Lin Zhao secara naluriah mengaktifkan jurus Phoenix Vein, di belakangnya, aura spiritual hijau muda membentuk bayangan samar seekor angsa besar.

“Ini perlindungan Phoenix fate?” Kaisar Youlan dengan mata tajam mengenali bayangan angsa itu, “Meski hanya sisa sedikit Phoenix fate yang kau miliki, kau bisa memanipulasinya sampai seperti ini, pantas kau salah satu wanita Phoenix yang ditakdirkan.”

Lin Zhao terdiam, makin bingung dengan Phoenix fate yang misterius ini, “Apakah Paduka berbicara tentang saya?”

“Ya, pada hari kau dan Ji Wantang lahir, terjadi fenomena langit dan bumi, ramalan empat wilayah suci mengatakan ada Phoenix darah kuno, Raja yang tak pernah bertemu raja.”

Lin Zhao menebak, “Phoenix kuno itu saya, dan Phoenix darah itu Ji Wantang?”

Kaisar mengangguk, “Saat pertama kali kalian bertemu, sebagian besar keberuntunganmu diambil darinya. Tapi selama kau hidup, kedua raja itu pasti akan bertemu suatu hari, dan ketika bertemu, salah satu akan mati.”

Lin Zhao tidak asing dengan nama Ji Wantang, tapi sangat asing dengan orang itu, hanya tahu sebagian besar Phoenix fate-nya telah diambil, tidak menyangka Phoenix fate lawannya juga tidak kalah kuat.

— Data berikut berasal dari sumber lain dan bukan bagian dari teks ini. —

#[cfg(test)]
#[allow(clippy::unwrap_used)]
mod tests {
    use std::collections::BTreeMap;

    use hive_types::test_support::{intent, number, owner, rival, text, user};
    use hive_types::{IntentFieldValue, ObjectId};
    use rust_decimal_macros::dec;

    use super::*;

    fn market(money: rust_decimal::Decimal) -> GlobalSnapshot {
        let mut snapshot = GlobalSnapshot::default();
        snapshot
            .market
            .users
            .insert(owner(), user(&owner(), money));
        snapshot
            .market
            .users
            .insert(rival(), user(&rival(), dec!(0)));
        snapshot.market.orders.insert(
            OrderId::from("o1"),
            MarketOrderSnapshot {
                id: OrderId::from("o1"),
                created: 1,
                created_timestamp: 0,
                user: owner(),
                active: true,
                order_type: OrderType::Sell,
                room_name: None,
                resource_type: "energy".into(),
                price: 1000,
                amount: 50,
                remaining_amount: 50,
                total_amount: 50,
            },
        );
        snapshot
    }

    fn global(user: &UserId, record: hive_types::IntentRecord) -> GlobalUserIntent {
        GlobalUserIntent {
            user: user.clone(),
            record,
        }
    }

    fn create_order(price: i32, amount: i32) -> hive_types::IntentRecord {
        intent(
            names::CREATE_ORDER,
            vec![
                ("type", text("sell")),
                ("resourceType", text("energy")),
                ("price", number(price)),
                ("totalAmount", number(amount)),
            ],
        )
    }

    #[test]
    fn create_order_schema() {
        let snap = market(dec!(100));
        let ok = global(&owner(), create_order(5, 100));
        assert!(GlobalIntentSchemaValidator.validate(&ok, &snap).is_success());

        let bad_type = global(
            &owner(),
            intent(
                names::CREATE_ORDER,
                vec![
                    ("type", text("lend")),
                    ("resourceType", text("energy")),
                    ("price", number(5)),
                    ("totalAmount", number(100)),
                ],
            ),
        );
        assert_eq!(
            GlobalIntentSchemaValidator.validate(&bad_type, &snap),
            ValidationResult::Failure(ErrorCode::InvalidArgs)
        );

        let stranger = global(&UserId::from("nobody"), create_order(5, 100));
        assert_eq!(
            GlobalIntentSchemaValidator.validate(&stranger, &snap),
            ValidationResult::Failure(ErrorCode::ActorNotFound)
        );
    }

    #[test]
    fn foreign_order_is_not_owned() {
        let snap = market(dec!(100));
        let cancel = global(
            &rival(),
            intent(names::CANCEL_ORDER, vec![("orderId", text("o1"))]),
        );
        assert_eq!(
            MarketOrderValidator.validate(&cancel, &snap),
            ValidationResult::Failure(ErrorCode::NotOwner)
        );
        let missing = global(
            &owner(),
            intent(names::CANCEL_ORDER, vec![("orderId", text("o9"))]),
        );
        assert_eq!(
            MarketOrderValidator.validate(&missing, &snap),
            ValidationResult::Failure(ErrorCode::TargetNotFound)
        );
    }

    #[test]
    fn funds_cover_fee() {
        let rich = market(dec!(25));
        let order = global(&owner(), create_order(5, 100));
        assert!(MarketFundsValidator.validate(&order, &rich).is_success());

        let poor = market(dec!(24.999));
        assert_eq!(
            MarketFundsValidator.validate(&order, &poor),
            ValidationResult::Failure(ErrorCode::NotEnoughMoney)
        );
    }

    #[test]
    fn fees_of_one_user_add_up_within_a_run() {
        // 30 credits cover one 25-credit listing fee but not two.
        let mut snap = market(dec!(30));
        for _ in 0..2 {
            snap.market
                .user_intents
                .push(global(&owner(), create_order(5, 100)));
        }
        snap.market
            .user_intents
            .push(global(&owner(), intent(names::CANCEL_ORDER, vec![("orderId", text("o1"))])));

        let accepted = ValidationPipeline::global(true).validate(&snap);
        let accepted_names: Vec<&str> = accepted.iter().map(|i| i.record.name.as_str()).collect();
        assert_eq!(accepted_names, vec![names::CREATE_ORDER, names::CANCEL_ORDER]);
    }

    #[test]
    fn other_users_do_not_share_a_budget() {
        let mut snap = market(dec!(25));
        snap.market.users.insert(rival(), user(&rival(), dec!(25)));
        snap.market
            .user_intents
            .push(global(&owner(), create_order(5, 100)));
        snap.market
            .user_intents
            .push(global(&rival(), create_order(5, 100)));
        assert_eq!(ValidationPipeline::global(true).validate(&snap).len(), 2);
    }

    #[test]
    fn overdraw_is_accepted_without_the_funds_policy() {
        let mut snap = market(dec!(30));
        for _ in 0..2 {
            snap.market
                .user_intents
                .push(global(&owner(), create_order(5, 100)));
        }
        assert_eq!(ValidationPipeline::global(false).validate(&snap).len(), 2);
        assert_eq!(ValidationPipeline::global(true).validate(&snap).len(), 1);
    }

    #[test]
    fn price_decrease_is_free() {
        let snap = market(dec!(0));
        let cheaper = global(
            &owner(),
            intent(
                names::CHANGE_ORDER_PRICE,
                vec![
                    ("orderId", text("o1")),
                    ("newPrice", IntentFieldValue::Number(0.5)),
                ],
            ),
        );
        assert_eq!(intent_fee_millis(&cheaper, &snap), None);
        assert!(MarketFundsValidator.validate(&cheaper, &snap).is_success());
    }

    #[test]
    fn funds_check_is_optional() {
        assert_eq!(
            ValidationPipeline::global_default().validator_names(),
            vec!["global-intent-schema", "market-order", "market-funds", "power-creep"]
        );
        assert!(
            !ValidationPipeline::global(false)
                .validator_names()
                .contains(&"market-funds")
        );
    }

    #[test]
    fn power_creep_rules() {
        let mut snap = market(dec!(0));
        snap.market.users.get_mut(&owner()).unwrap().power = 4000;
        snap.market.power_creeps.insert(
            ObjectId::from("pc1"),
            PowerCreepSnapshot {
                id: ObjectId::from("pc1"),
                user: owner(),
                name: "Alpha".into(),
                class_name: PowerClass::Operator,
                level: 0,
                powers: BTreeMap::new(),
                room: None,
                spawn_cooldown_time: None,
                delete_time: None,
            },
        );
        assert_eq!(free_power_levels(&snap, &owner()), 1);

        let duplicate = global(
            &owner(),
            intent(
                names::CREATE_POWER_CREEP,
                vec![("name", text("Alpha")), ("className", text("operator"))],
            ),
        );
        assert_eq!(
            PowerCreepValidator.validate(&duplicate, &snap),
            ValidationResult::Failure(ErrorCode::NameExists)
        );

        let rename = global(
            &owner(),
            intent(
                names::RENAME_POWER_CREEP,
                vec![("id", text("pc1")), ("name", text("Beta"))],
            ),
        );
        assert!(PowerCreepValidator.validate(&rename, &snap).is_success());

        snap.market
            .power_creeps
            .get_mut(&ObjectId::from("pc1"))
            .unwrap()
            .room = Some(hive_types::RoomName::from("W1N1"));
        assert_eq!(
            PowerCreepValidator.validate(&rename, &snap),
            ValidationResult::Failure(ErrorCode::Busy)
        );
    }
}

“Phoenix darah... gadis itu memilih jalan mempertaruhkan nyawa,” neneknya tiba-tiba berbicara dalam benaknya, “Jika kau tidak kuat, Ji Wantang suatu hari akan menelanmu!”

“Tapi itu bukan alasan aku memanggilmu hari ini,” Kaisar tersenyum getir melihat bayangan angsa yang hendak menyerangnya, lalu menarik kembali tekanan itu, “Aku memanggilmu karena Wengui. Tahukah kau bahwa sebelum kau lahir, kedua pihak kita sudah bertunangan?”

Lin Zhao terkejut, awalnya hal itu tak pernah terpikirkan, kini semua terhubung, dia tidak tahu harus berkata apa.

“Apakah putra mahkota tahu?”

“Tentu Wengui tahu, tapi kau masih kecil waktu itu, tak mengerti apa-apa, jadi tidak diberitahu. Kemudian, putra suci Kolam Surgawi mendorong wilayah suci Kolam Surgawi untuk mengukuhkan pertunanganmu, ada orang dari sana... aku pun pergi sendiri ke keluarga Lin untuk membatalkan pertunangan itu.”

Lin Zhao tersadar, dalam hati berkata, “Makanya selama ini ayah dan ibu acuh tak acuh pada keluarga kerajaan Youlan, bahkan membiarkan Wengui terperangkap sampai sejauh ini, rupanya karena ini.”

Lin Mang dan Yao Yun menganggapnya permata di telapak tangan, ketika dia dibatalkan pertunangannya, apapun alasannya, mereka tidak akan memberi muka pada pihak lain.

Kaisar Youlan menutup mata, dengan sedikit kesedihan berkata, “Tapi setelah pertunangan dibatalkan, permaisuri mengurung diri, Wengui juga mengurung diri. Aku tahu aku telah berbuat tidak adil pada mereka, pada keluarga Lin, tapi aku adalah Kaisar Youlan, harus memikirkan seluruh Kekaisaran Youlan.”